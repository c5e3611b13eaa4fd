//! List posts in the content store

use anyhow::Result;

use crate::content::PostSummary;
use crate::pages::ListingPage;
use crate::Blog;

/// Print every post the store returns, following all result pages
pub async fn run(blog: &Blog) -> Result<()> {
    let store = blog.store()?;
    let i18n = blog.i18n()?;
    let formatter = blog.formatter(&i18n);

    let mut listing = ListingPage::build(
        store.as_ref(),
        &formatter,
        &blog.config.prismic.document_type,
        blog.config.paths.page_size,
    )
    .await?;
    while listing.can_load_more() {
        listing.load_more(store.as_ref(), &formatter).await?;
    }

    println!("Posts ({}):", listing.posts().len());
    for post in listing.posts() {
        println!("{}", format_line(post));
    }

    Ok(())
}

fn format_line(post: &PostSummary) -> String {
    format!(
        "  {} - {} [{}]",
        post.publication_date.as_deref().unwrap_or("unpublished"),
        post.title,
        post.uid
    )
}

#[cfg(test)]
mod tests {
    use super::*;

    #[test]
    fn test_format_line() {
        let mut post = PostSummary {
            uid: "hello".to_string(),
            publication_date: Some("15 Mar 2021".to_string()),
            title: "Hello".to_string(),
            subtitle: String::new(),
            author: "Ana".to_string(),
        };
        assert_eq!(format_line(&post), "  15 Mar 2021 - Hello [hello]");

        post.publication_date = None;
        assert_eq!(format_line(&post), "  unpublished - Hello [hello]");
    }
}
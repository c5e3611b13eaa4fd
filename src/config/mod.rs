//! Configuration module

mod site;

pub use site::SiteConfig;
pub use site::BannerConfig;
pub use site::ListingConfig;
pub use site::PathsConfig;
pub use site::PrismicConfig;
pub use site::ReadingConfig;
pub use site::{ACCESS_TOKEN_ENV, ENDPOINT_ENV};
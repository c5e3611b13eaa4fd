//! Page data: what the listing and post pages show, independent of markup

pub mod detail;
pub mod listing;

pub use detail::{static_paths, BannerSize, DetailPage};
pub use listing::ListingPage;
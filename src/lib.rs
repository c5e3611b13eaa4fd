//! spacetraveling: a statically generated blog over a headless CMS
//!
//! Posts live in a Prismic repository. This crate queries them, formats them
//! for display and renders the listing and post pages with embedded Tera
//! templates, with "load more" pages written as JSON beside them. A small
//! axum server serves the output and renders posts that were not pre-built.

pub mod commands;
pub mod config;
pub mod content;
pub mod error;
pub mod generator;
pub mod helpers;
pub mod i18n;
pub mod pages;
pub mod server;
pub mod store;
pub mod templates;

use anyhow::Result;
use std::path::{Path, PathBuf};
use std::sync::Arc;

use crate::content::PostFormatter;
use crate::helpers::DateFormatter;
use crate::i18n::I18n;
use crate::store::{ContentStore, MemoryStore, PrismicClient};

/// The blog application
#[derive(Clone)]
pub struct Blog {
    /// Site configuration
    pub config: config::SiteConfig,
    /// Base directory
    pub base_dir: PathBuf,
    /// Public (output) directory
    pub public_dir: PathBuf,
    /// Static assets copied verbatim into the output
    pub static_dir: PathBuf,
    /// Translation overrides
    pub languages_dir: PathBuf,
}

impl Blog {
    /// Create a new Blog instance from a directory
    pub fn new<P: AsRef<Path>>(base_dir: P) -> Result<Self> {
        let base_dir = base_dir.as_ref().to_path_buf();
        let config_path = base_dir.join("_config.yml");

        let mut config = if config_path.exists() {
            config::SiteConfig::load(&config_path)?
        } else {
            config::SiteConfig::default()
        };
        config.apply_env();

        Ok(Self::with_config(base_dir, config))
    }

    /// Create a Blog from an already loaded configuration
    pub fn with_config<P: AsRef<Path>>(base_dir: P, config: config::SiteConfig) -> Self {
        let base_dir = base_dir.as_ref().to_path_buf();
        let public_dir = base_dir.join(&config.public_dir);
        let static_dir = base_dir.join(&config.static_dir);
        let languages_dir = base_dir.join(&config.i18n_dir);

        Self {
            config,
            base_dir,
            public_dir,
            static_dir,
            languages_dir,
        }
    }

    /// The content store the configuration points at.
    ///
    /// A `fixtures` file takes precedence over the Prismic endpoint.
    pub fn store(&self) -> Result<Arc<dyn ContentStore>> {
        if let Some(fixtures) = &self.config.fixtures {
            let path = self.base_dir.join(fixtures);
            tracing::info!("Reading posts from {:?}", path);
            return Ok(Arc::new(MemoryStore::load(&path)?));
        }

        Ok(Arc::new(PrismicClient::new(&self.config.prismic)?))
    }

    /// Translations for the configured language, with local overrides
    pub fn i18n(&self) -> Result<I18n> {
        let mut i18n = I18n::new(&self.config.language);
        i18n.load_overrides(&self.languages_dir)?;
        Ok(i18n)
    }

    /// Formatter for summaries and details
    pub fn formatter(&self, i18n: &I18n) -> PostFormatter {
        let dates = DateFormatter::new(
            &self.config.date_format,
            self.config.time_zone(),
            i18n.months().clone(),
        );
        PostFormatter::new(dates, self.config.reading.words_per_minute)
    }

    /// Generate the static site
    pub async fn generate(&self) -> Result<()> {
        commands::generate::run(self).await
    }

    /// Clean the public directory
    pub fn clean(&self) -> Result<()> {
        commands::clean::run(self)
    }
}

****************************************

## EXERCISE INSTRUCTIONS
Please give back the records exactly as written, beginning at the first line and including the line that holds "all result pages" as the last.

## ANSWER SECTION
repository c5e3611b13eaa4fd
//! List posts in the content store

use anyhow::Result;

use crate::content::PostSummary;
use crate::pages::ListingPage;
use crate::Blog;

/// Print every post the store returns, following all result pages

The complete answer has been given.